When language about place obscures systemic causes, it impedes systemic solutions. As Urban Institute researchers recently argued, ahistorical and decontextualized language (whether it be about racial disparities, crime, or poverty) focuses on a community’s challenges and minimizes its long-standing injustices. This can lead to ineffective policy solutions that target the symptoms, rather than the root causes, of those injustices.

A robust body of research shows that most contemporary conditions of community distress and disadvantage are not natural conditions or produced by the actions of residents. They are the result of intentional public policies and private actions sustained over generations (including slavery, Jim Crow, discriminatory housing ordinances, federal highway programs, predatory lending, inequitable public education systems, over-policing, and mass incarceration, to name just a few). When we fail to draw the explicit connection between historical and contemporary practices of discrimination shaping the conditions of places, we leave it up to the reader to determine who is to blame for “distress,” furthering stigma and racism while making it harder to advance structural solutions.

Vague language about place can prevent unique, tailored strategies. Simply naming systemic inequities isn’t enough. The term “historically disinvested,” for instance, accurately calls out a root cause of distress. But it is often used as a catch-all term to describe places grappling with socioeconomic injustices, when in reality, historical disinvestment is just one tool of structural racism that has been implemented in conjunction with an interconnected set of policies and practices aimed at chipping away places’ economic, social, physical, and civic foundations.

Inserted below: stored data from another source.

//! Snapshot persistence for coordinator state.
//!
//! A snapshot is a single JSON document holding every resource, the latest
//! lock record per resource, and each resource's usage history. Writes go to
//! a sibling `.tmp` file that is then renamed over the target, so a crash
//! mid-write leaves the previous snapshot intact.

use std::path::{Path, PathBuf};

use chrono::Utc;
use holdfast_core::registry::SlotSnapshot;
use holdfast_core::resource::Resource;
use holdfast_core::types::Timestamp;
use serde::{Deserialize, Serialize};

/// Current on-disk format version.
pub const SNAPSHOT_VERSION: u32 = 1;

#[derive(Debug, thiserror::Error)]
pub enum StoreError {
    #[error("Snapshot I/O error at {path}: {source}")]
    Io {
        path: PathBuf,
        #[source]
        source: std::io::Error,
    },

    #[error("Snapshot encoding error: {0}")]
    Json(#[from] serde_json::Error),

    #[error("Unsupported snapshot version {found} (expected {expected})")]
    Version { found: u32, expected: u32 },
}

#[derive(Debug, Clone, PartialEq, Serialize, Deserialize)]
pub struct Snapshot {
    pub version: u32,
    pub taken_at: Timestamp,
    pub resources: Vec<Resource>,
    pub slots: Vec<SlotSnapshot>,
}

impl Snapshot {
    pub fn new(resources: Vec<Resource>, slots: Vec<SlotSnapshot>) -> Self {
        Self {
            version: SNAPSHOT_VERSION,
            taken_at: Utc::now(),
            resources,
            slots,
        }
    }
}

/// Reads and writes snapshots at a fixed path.
#[derive(Debug, Clone)]
pub struct SnapshotStore {
    path: PathBuf,
}

impl SnapshotStore {
    pub fn new(path: impl Into<PathBuf>) -> Self {
        Self { path: path.into() }
    }

    pub fn path(&self) -> &Path {
        &self.path
    }

    fn tmp_path(&self) -> PathBuf {
        let mut name = self.path.as_os_str().to_owned();
        name.push(".tmp");
        PathBuf::from(name)
    }

    /// Atomically replace the snapshot on disk.
    pub async fn save(&self, snapshot: &Snapshot) -> Result<(), StoreError> {
        let bytes = serde_json::to_vec_pretty(snapshot)?;
        let tmp = self.tmp_path();

        if let Some(parent) = self.path.parent().filter(|p| !p.as_os_str().is_empty()) {
            tokio::fs::create_dir_all(parent)
                .await
                .map_err(|source| StoreError::Io {
                    path: parent.to_path_buf(),
                    source,
                })?;
        }
        tokio::fs::write(&tmp, &bytes)
            .await
            .map_err(|source| StoreError::Io {
                path: tmp.clone(),
                source,
            })?;
        tokio::fs::rename(&tmp, &self.path)
            .await
            .map_err(|source| StoreError::Io {
                path: self.path.clone(),
                source,
            })?;

        tracing::debug!(
            path = %self.path.display(),
            resources = snapshot.resources.len(),
            slots = snapshot.slots.len(),
            bytes = bytes.len(),
            "Snapshot written",
        );
        Ok(())
    }

    /// Load the snapshot, or `None` if no file exists yet.
    pub async fn load(&self) -> Result<Option<Snapshot>, StoreError> {
        let bytes = match tokio::fs::read(&self.path).await {
            Ok(bytes) => bytes,
            Err(e) if e.kind() == std::io::ErrorKind::NotFound => {
                tracing::info!(path = %self.path.display(), "No snapshot found, starting empty");
                return Ok(None);
            }
            Err(source) => {
                return Err(StoreError::Io {
                    path: self.path.clone(),
                    source,
                })
            }
        };

        let snapshot: Snapshot = serde_json::from_slice(&bytes)?;
        if snapshot.version != SNAPSHOT_VERSION {
            return Err(StoreError::Version {
                found: snapshot.version,
                expected: SNAPSHOT_VERSION,
            });
        }

        tracing::info!(
            path = %self.path.display(),
            resources = snapshot.resources.len(),
            slots = snapshot.slots.len(),
            taken_at = %snapshot.taken_at,
            "Snapshot loaded",
        );
        Ok(Some(snapshot))
    }
}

Moreover, the challenges wrought by disinvestment cannot be remedied by an infusion of capital alone—a strategy often employed with mixed results in communities across the country.

To generate effective solutions, language about place must be specific about the inequities shaping conditions in places, as well as those places’ unique histories, contemporary circumstances, assets, and strengths. This means resisting the tendency to lump remarkably unique places under a single label. No place is simply just “high-poverty”—that may be a challenge the community is facing, but communities shouldn’t be vaguely categorized as poor without meaningfully considering the whole place, the wholeness of the people who live there, and the holistic set of solutions needed to support them.

Committing to intentional, systems-informed, and specific ‘place’ language 

Shifting language will not repair the decades of harm and stigmatization inflicted on communities, but it should prompt us to be explicit about the systemic sources of their conditions, precise about the systemic solutions needed to combat them, and understanding about how language influence peoples’ lives. The breadth of a community’s qualities and characteristics can’t be captured by one term or stylistic change. But throughout our work, the Bass Center will strive to employ language that embodies the following principles:

  • Be intentional about the implications “place” language has for people: Our language choices will recognize the power of words to influence the lives of people within places, and will be intentional about minimizing stigma, acknowledging harm, and recognizing the agency of people within places.
  • Explicitly name the systemic root causes behind conditions, inequities, and challenges within places: Our language will name the historical and contemporary roots of current conditions in places and will acknowledge the breadth of these roots to inform systemic policy solutions.
  • Be specific, strengths-based, and solution-oriented: Our language will be as specific as possible, referring to places by their unique histories, strengths, and contemporary context to inform strategies tailored to those conditions.

We hope other researchers and writers also embrace these principles, so that we can collectively stamp out George Orwell’s “corrupt thought” and envision transformative policies, practices, and interventions that holistically support places and the people within them.